(YOUR GOAL): Write out exactly the line containing "tracing_subscriber::registry()" and all lines that come after it in the listing below, through the very last one.
Start of Block
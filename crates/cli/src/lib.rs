mod contain;
mod exec;
mod list;
mod menu;

use clap::{Parser, Subcommand};
use playground_core::{ExampleRegistry, logging};

#[derive(Parser)]
#[command(
    name = "playground",
    version,
    about = "An interactive catalog of runnable Rust snippets",
    long_about = "Playground keeps a catalog of short, self-contained Rust snippets grouped \
                  by topic. Browse them through the interactive menu, print the catalog, or \
                  run a single snippet directly by name."
)]
pub struct Cli {
    #[command(subcommand)]
    pub command: Option<Commands>,
}

#[derive(Subcommand)]
pub enum Commands {
    /// Browse topics and run examples interactively (the default)
    Menu,
    /// Print the example catalog without entering the menu
    List {
        /// Emit the catalog as JSON instead of a table
        #[arg(long)]
        json: bool,
    },
    /// Run a single example by name
    Run {
        /// Example name (case-insensitive)
        #[arg(value_name = "NAME")]
        name: String,
    },
}

pub fn run() -> playground_core::Result<()> {
    let cli = Cli::parse();

    logging::init_logging();

    // The registry is built once and handed down by reference; name
    // validation failures surface here and abort startup.
    let registry = ExampleRegistry::builtin()?;

    match cli.command {
        None | Some(Commands::Menu) => menu::run(&registry),
        Some(Commands::List { json }) => list::run(&registry, json),
        Some(Commands::Run { name }) => exec::run(&registry, &name),
    }
}
use reedline::{Prompt, PromptEditMode, PromptHistorySearch};
use std::borrow::Cow;

/// Minimal prompt carrying a fixed label.
///
/// The menu uses two flavors: the selection prompt and an empty one for
/// "press any key" acknowledgments.
pub struct MenuPrompt {
    label: &'static str,
}

impl MenuPrompt {
    pub fn choice() -> Self {
        Self {
            label: "Enter choice: ",
        }
    }

    pub fn ack() -> Self {
        Self { label: "" }
    }
}

impl Prompt for MenuPrompt {
    fn render_prompt_left(&self) -> Cow<'_, str> {
        Cow::Borrowed(self.label)
    }

    fn render_prompt_right(&self) -> Cow<'_, str> {
        Cow::Borrowed("")
    }

    fn render_prompt_indicator(&self, _edit_mode: PromptEditMode) -> Cow<'_, str> {
        Cow::Borrowed("")
    }

    fn render_prompt_multiline_indicator(&self) -> Cow<'_, str> {
        Cow::Borrowed(".. ")
    }

    fn render_prompt_history_search_indicator(
        &self,
        _history_search: PromptHistorySearch,
    ) -> Cow<'_, str> {
        Cow::Borrowed("(search) ")
    }
}
//! Collection-operation snippets.

use crate::model::{Example, Topic};

/// Growing a `Vec` and iterating it.
pub struct VecPushExample;

impl Example for VecPushExample {
    fn name(&self) -> &str {
        "Vec push"
    }

    fn topic(&self) -> Topic {
        Topic::Collections
    }

    fn run(&self) {
        let mut items = vec![1, 2, 3];
        items.push(4);

        for item in &items {
            println!("{item}");
        }
    }
}

/// Counting words with the `HashMap` entry API.
pub struct HashMapEntryExample;

impl Example for HashMapEntryExample {
    fn name(&self) -> &str {
        "HashMap entry"
    }

    fn topic(&self) -> Topic {
        Topic::Collections
    }

    fn run(&self) {
        use std::collections::HashMap;

        let words = ["the", "quick", "the", "lazy", "the"];

        let mut counts: HashMap<&str, usize> = HashMap::new();
        for word in words {
            *counts.entry(word).or_default() += 1;
        }

        // Sort for stable output; HashMap iteration order is arbitrary.
        let mut pairs: Vec<_> = counts.into_iter().collect();
        pairs.sort();

        for (word, count) in pairs {
            println!("{word}: {count}");
        }
    }
}
use tracing_subscriber::{EnvFilter, fmt, prelude::*};

/// Initializes the tracing subscriber for the CLI.
///
/// Everything goes to stderr so example output on stdout stays clean.
/// The filter honors `RUST_LOG` and defaults to `info`.
pub fn init_logging() {
    let filter = EnvFilter::try_from_default_env().unwrap_or_else(|_| EnvFilter::new("info"));

    let stderr_layer = fmt::layer()
        .with_writer(std::io::stderr)
        .with_ansi(true)
        .with_target(false);

    tracing_subscriber::registry()
        .with(filter)
        .with(stderr_layer)
        .init();
}
use std::process::ExitCode;

fn main() -> ExitCode {
    match playground_cli::run() {
        Ok(()) => ExitCode::SUCCESS,
        Err(e) => {
            eprintln!("Error: {e}");
            ExitCode::FAILURE
        }
    }
}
End of Block
(OUTPUT BELOW):
    tracing_subscriber::registry()
        .with(filter)
        .with(stderr_layer)
        .init();
}
use std::process::ExitCode;

fn main() -> ExitCode {
    match playground_cli::run() {
        Ok(()) => ExitCode::SUCCESS,
        Err(e) => {
            eprintln!("Error: {e}");
            ExitCode::FAILURE
        }
    }
}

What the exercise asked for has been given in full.